■ **YOUR ASSIGNMENT**:
Scan the lines below; pull out those with "ColorImage".

■ **INPUT RECORDS**:
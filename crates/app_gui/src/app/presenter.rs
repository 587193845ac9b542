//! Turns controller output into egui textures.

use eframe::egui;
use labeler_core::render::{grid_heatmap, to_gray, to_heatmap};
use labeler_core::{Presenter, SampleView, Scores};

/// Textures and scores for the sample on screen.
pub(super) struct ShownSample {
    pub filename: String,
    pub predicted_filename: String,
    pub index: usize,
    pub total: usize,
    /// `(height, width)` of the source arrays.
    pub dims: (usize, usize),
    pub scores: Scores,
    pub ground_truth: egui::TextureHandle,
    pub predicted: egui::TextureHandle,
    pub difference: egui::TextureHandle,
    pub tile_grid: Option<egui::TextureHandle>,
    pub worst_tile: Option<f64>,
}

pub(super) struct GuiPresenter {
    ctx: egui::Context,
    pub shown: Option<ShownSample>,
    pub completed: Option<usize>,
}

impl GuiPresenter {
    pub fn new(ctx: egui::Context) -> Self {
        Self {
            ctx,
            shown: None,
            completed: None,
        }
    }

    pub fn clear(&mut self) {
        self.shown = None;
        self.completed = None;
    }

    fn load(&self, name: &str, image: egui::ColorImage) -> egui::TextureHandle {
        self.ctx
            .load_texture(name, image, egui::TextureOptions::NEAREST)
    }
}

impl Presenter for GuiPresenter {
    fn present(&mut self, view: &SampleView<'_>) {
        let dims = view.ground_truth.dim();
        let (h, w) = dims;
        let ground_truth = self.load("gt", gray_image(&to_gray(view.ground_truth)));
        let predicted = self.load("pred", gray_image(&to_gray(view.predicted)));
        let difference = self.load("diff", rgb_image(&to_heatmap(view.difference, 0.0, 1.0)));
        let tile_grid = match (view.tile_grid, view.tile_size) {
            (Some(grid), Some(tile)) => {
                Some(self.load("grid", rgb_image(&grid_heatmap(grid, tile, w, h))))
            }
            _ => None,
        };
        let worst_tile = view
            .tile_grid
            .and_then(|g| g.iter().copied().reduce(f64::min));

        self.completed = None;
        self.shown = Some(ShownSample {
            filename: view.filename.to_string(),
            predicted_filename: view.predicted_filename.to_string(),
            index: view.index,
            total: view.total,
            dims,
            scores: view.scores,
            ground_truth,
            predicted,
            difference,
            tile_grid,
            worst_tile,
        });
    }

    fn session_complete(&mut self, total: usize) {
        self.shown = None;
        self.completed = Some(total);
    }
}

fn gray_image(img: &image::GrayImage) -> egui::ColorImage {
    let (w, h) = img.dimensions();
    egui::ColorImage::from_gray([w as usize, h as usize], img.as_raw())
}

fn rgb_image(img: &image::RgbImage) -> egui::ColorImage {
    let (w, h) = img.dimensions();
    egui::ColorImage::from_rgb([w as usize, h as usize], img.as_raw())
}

--

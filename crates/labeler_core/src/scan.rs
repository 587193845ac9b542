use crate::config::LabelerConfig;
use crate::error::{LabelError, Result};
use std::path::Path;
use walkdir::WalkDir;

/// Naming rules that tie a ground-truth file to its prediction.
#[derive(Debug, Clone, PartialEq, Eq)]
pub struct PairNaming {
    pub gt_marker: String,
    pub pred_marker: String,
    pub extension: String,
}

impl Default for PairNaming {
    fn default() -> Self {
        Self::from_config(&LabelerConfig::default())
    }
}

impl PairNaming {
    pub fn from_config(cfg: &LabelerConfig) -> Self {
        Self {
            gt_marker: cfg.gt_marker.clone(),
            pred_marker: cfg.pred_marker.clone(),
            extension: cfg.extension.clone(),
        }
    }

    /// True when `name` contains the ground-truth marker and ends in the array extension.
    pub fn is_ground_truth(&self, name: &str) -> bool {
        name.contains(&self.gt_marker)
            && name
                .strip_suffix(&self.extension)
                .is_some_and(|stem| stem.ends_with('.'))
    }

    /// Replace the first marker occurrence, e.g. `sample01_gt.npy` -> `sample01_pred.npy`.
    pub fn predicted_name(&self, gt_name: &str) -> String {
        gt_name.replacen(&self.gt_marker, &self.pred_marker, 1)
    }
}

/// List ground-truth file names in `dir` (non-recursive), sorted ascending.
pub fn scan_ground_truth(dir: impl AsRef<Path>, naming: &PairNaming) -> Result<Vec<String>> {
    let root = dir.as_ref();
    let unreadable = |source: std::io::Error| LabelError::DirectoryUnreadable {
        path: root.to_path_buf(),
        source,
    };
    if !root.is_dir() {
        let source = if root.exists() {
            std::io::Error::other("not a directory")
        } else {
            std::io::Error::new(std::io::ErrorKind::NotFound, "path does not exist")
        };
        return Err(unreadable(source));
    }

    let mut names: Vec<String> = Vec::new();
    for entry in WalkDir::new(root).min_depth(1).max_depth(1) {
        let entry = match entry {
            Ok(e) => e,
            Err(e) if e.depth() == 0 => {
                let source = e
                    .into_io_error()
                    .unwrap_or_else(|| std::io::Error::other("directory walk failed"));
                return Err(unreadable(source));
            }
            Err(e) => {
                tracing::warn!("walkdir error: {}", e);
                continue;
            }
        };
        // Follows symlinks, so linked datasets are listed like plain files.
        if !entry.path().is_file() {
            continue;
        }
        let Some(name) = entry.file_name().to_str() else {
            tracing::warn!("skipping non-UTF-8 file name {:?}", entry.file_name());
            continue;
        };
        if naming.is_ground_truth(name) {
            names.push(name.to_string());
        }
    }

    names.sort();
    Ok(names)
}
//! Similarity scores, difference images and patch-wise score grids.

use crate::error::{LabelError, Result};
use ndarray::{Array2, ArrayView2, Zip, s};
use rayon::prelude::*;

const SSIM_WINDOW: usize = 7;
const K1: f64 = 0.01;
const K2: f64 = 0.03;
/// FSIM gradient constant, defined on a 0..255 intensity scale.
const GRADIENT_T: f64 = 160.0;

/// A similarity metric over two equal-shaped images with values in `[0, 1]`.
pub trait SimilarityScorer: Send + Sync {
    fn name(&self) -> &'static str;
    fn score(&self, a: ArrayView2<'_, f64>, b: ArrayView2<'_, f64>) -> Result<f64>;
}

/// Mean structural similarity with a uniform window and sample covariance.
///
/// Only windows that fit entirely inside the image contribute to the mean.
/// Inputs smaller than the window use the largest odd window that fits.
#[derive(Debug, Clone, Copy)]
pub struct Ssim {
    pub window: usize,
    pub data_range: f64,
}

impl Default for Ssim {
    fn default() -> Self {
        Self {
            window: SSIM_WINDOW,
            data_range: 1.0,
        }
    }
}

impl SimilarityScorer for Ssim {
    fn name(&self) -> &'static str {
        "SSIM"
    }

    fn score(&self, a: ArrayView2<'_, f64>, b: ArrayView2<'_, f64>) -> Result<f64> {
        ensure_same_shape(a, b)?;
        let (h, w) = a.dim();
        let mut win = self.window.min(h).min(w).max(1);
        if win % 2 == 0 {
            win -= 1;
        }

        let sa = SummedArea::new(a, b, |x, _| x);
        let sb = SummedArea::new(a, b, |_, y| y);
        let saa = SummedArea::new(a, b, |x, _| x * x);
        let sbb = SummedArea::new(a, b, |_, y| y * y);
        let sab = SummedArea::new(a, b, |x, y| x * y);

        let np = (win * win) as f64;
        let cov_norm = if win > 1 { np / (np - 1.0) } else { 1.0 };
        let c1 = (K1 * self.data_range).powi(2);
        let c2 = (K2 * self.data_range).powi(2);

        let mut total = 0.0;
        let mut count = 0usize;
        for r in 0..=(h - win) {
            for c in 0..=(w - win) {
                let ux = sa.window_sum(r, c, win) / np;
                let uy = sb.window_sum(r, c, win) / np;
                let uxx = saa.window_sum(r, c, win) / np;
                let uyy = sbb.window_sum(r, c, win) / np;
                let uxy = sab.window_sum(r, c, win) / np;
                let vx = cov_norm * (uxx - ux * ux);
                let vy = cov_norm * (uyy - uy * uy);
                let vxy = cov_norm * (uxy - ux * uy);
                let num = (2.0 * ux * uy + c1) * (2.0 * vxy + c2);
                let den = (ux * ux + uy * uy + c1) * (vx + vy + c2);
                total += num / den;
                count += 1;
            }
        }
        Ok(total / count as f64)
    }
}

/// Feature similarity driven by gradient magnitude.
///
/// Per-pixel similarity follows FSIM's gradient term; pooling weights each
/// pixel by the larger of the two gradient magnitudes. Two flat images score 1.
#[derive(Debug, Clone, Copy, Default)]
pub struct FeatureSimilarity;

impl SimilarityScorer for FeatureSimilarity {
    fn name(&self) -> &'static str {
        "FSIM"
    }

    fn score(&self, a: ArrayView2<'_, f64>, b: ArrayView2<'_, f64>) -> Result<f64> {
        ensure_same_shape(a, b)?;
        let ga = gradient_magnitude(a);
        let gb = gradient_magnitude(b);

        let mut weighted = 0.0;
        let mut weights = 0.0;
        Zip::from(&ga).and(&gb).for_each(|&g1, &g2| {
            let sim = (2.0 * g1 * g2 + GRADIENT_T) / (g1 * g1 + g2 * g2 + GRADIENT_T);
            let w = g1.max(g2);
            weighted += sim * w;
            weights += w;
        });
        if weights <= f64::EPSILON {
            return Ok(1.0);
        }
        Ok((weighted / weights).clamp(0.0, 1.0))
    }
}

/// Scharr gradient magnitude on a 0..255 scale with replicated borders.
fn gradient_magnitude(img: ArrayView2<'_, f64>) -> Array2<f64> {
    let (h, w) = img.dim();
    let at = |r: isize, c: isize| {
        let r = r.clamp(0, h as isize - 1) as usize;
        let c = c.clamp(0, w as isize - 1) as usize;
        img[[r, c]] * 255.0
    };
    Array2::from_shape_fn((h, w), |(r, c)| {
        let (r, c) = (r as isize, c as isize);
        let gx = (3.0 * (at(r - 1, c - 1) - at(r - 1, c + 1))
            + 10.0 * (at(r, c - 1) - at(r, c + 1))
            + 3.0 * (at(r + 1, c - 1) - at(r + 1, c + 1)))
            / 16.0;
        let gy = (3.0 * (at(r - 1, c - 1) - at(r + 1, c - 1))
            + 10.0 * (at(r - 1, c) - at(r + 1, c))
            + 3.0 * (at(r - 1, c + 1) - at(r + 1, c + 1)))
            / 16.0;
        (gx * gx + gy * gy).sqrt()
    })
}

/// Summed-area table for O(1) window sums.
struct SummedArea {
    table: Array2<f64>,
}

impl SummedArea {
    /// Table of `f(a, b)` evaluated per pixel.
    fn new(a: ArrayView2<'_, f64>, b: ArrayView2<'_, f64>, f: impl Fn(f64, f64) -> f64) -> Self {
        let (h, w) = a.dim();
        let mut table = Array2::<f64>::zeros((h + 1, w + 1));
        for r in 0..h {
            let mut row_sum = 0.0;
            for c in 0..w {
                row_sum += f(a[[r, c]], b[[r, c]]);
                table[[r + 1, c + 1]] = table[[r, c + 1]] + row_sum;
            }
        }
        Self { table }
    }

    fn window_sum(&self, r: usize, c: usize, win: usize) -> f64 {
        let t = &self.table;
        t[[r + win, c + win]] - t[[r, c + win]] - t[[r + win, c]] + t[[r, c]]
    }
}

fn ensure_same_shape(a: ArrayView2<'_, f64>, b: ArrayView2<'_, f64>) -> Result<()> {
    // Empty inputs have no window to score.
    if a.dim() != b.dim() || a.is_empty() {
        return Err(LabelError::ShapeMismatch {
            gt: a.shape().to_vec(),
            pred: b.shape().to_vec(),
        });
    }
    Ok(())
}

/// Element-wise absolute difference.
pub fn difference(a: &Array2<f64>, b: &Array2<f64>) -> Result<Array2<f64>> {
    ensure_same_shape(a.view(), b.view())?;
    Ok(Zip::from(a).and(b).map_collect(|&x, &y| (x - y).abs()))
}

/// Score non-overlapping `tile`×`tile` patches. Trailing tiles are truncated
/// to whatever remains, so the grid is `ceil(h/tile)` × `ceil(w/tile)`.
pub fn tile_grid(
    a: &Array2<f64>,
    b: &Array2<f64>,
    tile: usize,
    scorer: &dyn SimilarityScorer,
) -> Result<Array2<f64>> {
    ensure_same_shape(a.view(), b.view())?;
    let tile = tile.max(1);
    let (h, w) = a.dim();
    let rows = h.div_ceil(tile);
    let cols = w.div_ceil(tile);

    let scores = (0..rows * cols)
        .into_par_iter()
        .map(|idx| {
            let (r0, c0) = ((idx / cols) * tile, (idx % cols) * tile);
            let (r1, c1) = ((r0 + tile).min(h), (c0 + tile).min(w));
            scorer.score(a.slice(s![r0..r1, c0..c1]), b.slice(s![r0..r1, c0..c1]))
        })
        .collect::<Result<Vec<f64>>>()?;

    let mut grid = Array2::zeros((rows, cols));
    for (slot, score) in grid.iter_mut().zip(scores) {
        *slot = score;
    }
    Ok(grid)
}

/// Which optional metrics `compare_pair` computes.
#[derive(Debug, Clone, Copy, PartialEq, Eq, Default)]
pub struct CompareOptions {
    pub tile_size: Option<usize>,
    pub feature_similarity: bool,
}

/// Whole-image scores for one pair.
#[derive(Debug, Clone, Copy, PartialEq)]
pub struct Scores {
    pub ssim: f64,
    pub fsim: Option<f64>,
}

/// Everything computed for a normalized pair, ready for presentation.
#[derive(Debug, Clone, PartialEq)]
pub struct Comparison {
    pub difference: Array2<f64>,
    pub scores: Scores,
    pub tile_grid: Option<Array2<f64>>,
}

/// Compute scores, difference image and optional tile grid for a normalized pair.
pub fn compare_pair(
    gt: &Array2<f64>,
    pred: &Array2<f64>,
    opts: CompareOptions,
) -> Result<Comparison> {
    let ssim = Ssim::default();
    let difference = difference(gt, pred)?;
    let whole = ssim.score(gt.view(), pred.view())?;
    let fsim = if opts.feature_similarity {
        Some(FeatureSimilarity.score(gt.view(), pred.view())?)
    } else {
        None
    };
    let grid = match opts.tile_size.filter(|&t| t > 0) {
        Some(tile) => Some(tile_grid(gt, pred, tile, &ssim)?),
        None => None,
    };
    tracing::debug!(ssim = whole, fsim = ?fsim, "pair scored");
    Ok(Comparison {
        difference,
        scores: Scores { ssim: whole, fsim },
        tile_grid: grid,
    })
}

■ **SOLUTION FOR THIS PROBLEM**:
    fn load(&self, name: &str, image: egui::ColorImage) -> egui::TextureHandle {
fn gray_image(img: &image::GrayImage) -> egui::ColorImage {
    egui::ColorImage::from_gray([w as usize, h as usize], img.as_raw())
fn rgb_image(img: &image::RgbImage) -> egui::ColorImage {
    egui::ColorImage::from_rgb([w as usize, h as usize], img.as_raw())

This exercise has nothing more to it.